* _What to work on_
The lines from the top of the listing through the one containing "pub use graph::Graph;" are to be retyped exactly, with no other lines.

* _Records for the task_
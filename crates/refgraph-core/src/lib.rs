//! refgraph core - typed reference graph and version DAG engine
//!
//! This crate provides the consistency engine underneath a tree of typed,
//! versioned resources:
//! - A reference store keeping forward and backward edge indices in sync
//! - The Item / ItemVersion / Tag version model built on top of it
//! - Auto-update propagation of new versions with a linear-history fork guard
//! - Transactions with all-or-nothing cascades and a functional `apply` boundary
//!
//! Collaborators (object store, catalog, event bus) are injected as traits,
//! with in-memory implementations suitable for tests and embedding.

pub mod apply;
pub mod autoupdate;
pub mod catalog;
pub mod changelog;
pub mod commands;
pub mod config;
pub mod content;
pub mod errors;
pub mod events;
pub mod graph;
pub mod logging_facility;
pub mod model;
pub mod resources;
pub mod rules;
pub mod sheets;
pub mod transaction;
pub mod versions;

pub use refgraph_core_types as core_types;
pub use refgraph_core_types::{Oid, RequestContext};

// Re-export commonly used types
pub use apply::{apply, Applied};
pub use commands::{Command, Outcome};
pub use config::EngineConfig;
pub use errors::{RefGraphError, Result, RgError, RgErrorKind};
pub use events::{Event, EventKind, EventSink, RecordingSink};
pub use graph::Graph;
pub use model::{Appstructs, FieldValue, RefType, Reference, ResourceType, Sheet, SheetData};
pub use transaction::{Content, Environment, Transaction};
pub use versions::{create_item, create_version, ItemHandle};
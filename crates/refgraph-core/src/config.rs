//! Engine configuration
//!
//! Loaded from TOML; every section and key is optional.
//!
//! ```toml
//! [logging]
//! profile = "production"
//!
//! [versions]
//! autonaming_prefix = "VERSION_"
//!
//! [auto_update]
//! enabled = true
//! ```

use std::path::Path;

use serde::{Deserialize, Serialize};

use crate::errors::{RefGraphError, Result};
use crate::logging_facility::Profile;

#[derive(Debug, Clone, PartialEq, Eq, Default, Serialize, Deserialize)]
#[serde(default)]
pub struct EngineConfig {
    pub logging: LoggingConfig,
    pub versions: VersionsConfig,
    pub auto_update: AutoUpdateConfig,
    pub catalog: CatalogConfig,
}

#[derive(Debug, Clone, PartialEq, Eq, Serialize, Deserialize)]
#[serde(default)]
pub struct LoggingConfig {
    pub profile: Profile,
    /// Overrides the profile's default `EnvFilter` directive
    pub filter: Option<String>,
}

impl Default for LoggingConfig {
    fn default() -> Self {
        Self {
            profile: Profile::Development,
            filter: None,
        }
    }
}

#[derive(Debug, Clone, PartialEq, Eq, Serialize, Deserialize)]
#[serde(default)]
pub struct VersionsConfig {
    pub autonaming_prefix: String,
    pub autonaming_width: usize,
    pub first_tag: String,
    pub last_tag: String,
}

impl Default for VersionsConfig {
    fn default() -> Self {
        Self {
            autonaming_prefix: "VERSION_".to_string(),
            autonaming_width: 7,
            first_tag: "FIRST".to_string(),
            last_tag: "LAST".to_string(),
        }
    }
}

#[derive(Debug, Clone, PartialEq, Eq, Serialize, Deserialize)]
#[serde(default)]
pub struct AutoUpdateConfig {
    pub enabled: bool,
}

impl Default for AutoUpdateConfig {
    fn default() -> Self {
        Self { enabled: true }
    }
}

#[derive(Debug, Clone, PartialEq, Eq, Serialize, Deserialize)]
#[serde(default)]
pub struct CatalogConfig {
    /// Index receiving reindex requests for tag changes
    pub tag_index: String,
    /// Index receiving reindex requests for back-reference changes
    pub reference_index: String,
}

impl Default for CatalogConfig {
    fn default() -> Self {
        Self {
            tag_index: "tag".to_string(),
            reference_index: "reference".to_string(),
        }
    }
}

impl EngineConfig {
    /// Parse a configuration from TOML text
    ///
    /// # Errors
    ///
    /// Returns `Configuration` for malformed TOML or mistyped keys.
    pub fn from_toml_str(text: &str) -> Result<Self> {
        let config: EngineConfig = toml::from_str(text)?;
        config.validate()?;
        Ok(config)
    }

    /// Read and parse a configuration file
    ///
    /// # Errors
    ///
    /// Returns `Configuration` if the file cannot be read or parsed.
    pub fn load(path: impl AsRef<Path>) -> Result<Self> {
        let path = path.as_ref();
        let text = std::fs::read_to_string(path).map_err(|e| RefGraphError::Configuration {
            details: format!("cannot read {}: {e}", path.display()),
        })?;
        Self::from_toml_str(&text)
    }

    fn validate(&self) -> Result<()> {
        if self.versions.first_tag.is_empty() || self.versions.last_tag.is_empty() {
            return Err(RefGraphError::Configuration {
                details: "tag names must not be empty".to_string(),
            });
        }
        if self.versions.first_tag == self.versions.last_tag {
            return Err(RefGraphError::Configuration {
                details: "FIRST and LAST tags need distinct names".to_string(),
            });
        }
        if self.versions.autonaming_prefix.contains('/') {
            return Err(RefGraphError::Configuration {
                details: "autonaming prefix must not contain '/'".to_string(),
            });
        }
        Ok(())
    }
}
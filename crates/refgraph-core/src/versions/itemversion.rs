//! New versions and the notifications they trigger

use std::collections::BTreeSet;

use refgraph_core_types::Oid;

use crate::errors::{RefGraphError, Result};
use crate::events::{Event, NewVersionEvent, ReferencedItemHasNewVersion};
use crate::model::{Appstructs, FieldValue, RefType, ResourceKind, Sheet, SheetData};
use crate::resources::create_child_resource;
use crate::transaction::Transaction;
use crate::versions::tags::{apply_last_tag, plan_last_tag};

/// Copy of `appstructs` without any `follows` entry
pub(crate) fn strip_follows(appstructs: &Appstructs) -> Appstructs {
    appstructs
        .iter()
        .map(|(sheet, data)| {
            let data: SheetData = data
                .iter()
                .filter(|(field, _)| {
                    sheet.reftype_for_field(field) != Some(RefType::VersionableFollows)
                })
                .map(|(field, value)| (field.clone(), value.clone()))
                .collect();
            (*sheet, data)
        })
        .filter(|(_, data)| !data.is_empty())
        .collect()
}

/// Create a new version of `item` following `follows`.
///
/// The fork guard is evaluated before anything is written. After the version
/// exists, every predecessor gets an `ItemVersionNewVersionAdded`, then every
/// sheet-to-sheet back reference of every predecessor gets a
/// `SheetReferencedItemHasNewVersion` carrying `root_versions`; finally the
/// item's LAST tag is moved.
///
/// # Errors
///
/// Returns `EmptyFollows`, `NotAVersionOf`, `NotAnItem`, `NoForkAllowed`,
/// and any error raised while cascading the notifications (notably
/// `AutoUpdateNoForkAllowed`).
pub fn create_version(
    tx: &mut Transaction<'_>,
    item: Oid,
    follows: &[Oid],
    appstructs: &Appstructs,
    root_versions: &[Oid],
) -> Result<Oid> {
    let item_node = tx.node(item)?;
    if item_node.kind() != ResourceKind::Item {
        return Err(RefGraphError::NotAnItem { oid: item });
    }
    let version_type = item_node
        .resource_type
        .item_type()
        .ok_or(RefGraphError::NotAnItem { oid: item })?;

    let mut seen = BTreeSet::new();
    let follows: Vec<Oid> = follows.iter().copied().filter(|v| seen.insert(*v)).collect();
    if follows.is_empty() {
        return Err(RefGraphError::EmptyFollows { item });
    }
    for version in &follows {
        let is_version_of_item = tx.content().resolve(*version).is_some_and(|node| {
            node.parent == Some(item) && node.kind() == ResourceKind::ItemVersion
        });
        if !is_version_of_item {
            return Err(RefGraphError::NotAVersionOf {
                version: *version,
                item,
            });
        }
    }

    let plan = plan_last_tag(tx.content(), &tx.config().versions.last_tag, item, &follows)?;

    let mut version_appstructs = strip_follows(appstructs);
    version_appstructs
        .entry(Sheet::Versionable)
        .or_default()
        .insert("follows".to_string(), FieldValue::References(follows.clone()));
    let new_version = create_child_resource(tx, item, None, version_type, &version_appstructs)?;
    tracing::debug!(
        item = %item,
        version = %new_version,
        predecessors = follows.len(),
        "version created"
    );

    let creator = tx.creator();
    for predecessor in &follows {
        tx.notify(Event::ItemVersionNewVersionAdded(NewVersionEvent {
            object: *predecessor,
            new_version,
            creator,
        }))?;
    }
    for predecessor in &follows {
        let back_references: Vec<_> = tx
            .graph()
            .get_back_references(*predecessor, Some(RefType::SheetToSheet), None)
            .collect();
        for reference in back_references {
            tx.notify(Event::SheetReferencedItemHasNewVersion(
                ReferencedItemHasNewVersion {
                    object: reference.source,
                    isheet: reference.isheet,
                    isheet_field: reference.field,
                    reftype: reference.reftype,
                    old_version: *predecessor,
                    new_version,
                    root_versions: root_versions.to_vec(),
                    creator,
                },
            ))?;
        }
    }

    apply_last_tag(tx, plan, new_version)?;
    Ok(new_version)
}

* _Answer section_
filename crates/refgraph-core/src/lib.rs
//! refgraph core - typed reference graph and version DAG engine
//!
//! This crate provides the consistency engine underneath a tree of typed,
//! versioned resources:
//! - A reference store keeping forward and backward edge indices in sync
//! - The Item / ItemVersion / Tag version model built on top of it
//! - Auto-update propagation of new versions with a linear-history fork guard
//! - Transactions with all-or-nothing cascades and a functional `apply` boundary
//!
//! Collaborators (object store, catalog, event bus) are injected as traits,
//! with in-memory implementations suitable for tests and embedding.

pub mod apply;
pub mod autoupdate;
pub mod catalog;
pub mod changelog;
pub mod commands;
pub mod config;
pub mod content;
pub mod errors;
pub mod events;
pub mod graph;
pub mod logging_facility;
pub mod model;
pub mod resources;
pub mod rules;
pub mod sheets;
pub mod transaction;
pub mod versions;

pub use refgraph_core_types as core_types;
pub use refgraph_core_types::{Oid, RequestContext};

// Re-export commonly used types
pub use apply::{apply, Applied};
pub use commands::{Command, Outcome};
pub use config::EngineConfig;
pub use errors::{RefGraphError, Result, RgError, RgErrorKind};
pub use events::{Event, EventKind, EventSink, RecordingSink};
pub use graph::Graph;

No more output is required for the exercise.